La réputation de lieu de fête dont jouit Montréal ne date pas d’hier. La ville a bénéficié de la prohibition américaine des années 1920. Le public assoiffé était attiré par le fait que la métropole faisait figure de rebelle en Amérique du Nord et permettait la vente d’alcool.

Les boîtes de nuit qui voient le jour sur la grande artère montréalaise au début du XXe siècle sont avant tout des bars, restaurants et cabarets. Les gens peuvent y danser au son des pièces jouées par des musiciens sur scène. Parfois, un maître de cérémonie ponctue le spectacle de blagues et présente la prochaine chanson. Les ensembles de jazz sont particulièrement prisés par le public anglophone, avec de grands noms comme Duke Ellington et Louis Armstrong. La plus célèbre de ces boîtes de nuit est Chez Maurice, située au 1244, Sainte-Catherine Ouest.

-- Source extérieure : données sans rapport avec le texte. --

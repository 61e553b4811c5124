use std::collections::BTreeMap;
use std::fmt;

use serde::{Deserialize, Serialize};

use crate::errors::StateError;
use crate::protocol::RESERVED_KEYS;

/// A State or Configuration record: field name to JSON value.
pub type JsonMap = serde_json::Map<String, serde_json::Value>;

/// Isolation key for one widget's State + Configuration pair.
#[derive(Debug, Clone, PartialEq, Eq, Hash, PartialOrd, Ord, Serialize, Deserialize)]
#[serde(try_from = "String", into = "String")]
pub struct Namespace(String);

impl Namespace {
    /// Validate and wrap a namespace name.
    ///
    /// Names are trimmed; empty names and the protocol's reserved envelope
    /// keys are rejected.
    pub fn new(name: impl AsRef<str>) -> Result<Self, StateError> {
        let name = name.as_ref().trim();
        if name.is_empty() || RESERVED_KEYS.contains(&name) {
            return Err(StateError::InvalidNamespace(name.to_string()));
        }
        Ok(Self(name.to_string()))
    }

    pub fn as_str(&self) -> &str {
        &self.0
    }
}

impl TryFrom<String> for Namespace {
    type Error = StateError;

    fn try_from(value: String) -> Result<Self, Self::Error> {
        Self::new(value)
    }
}

impl From<Namespace> for String {
    fn from(ns: Namespace) -> Self {
        ns.0
    }
}

impl fmt::Display for Namespace {
    fn fmt(&self, f: &mut fmt::Formatter<'_>) -> fmt::Result {
        f.write_str(&self.0)
    }
}

/// Full State + Configuration of one namespace.
#[derive(Debug, Clone, Default, PartialEq, Serialize, Deserialize)]
#[serde(default)]
pub struct NamespaceSnapshot {
    pub state: JsonMap,
    pub configuration: JsonMap,
}

impl NamespaceSnapshot {
    /// Flatten into one record, configuration fields winning on collision.
    pub fn merged(&self) -> JsonMap {
        let mut out = self.state.clone();
        for (k, v) in &self.configuration {
            out.insert(k.clone(), v.clone());
        }
        out
    }
}

/// Every namespace's State + Configuration, keyed by namespace name.
pub type Snapshot = BTreeMap<String, NamespaceSnapshot>;

/// A teardown action returned by setup/subscribe style calls.
///
/// Dropping a `Disposable` does not run it; call [`Disposable::dispose`].
pub struct Disposable {
    action: Option<Box<dyn FnOnce() + Send>>,
}

impl Disposable {
    pub fn new(action: impl FnOnce() + Send + 'static) -> Self {
        Self {
            action: Some(Box::new(action)),
        }
    }

    pub fn noop() -> Self {
        Self { action: None }
    }

    /// Combine several disposables; disposing the result disposes each in order.
    pub fn from_all(items: Vec<Disposable>) -> Self {
        Self::new(move || {
            for item in items {
                item.dispose();
            }
        })
    }

    pub fn dispose(mut self) {
        if let Some(action) = self.action.take() {
            action();
        }
    }
}

impl fmt::Debug for Disposable {
    fn fmt(&self, f: &mut fmt::Formatter<'_>) -> fmt::Result {
        f.debug_struct("Disposable")
            .field("pending", &self.action.is_some())
            .finish()
    }
}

Ces établissements encaissent un dur coup lorsque la clientèle américaine chute radicalement dès la fin de la prohibition, en 1933, ce qui entraîne une grande perte de revenus. 

Du côté des francophones, ce sont les cabarets, comme le Casa Loma ou le Café Montmartre, tous deux situés rue Sainte-Catherine, qui ont la cote. Des chanteuses et chanteurs présentent des mélodies en français et demandent même la participation du public pour égayer l’ambiance. Des personnalités françaises de la chanson telles que Charles Trenet, Édith Piaf et Charles Aznavour viennent à la conquête du public montréalais.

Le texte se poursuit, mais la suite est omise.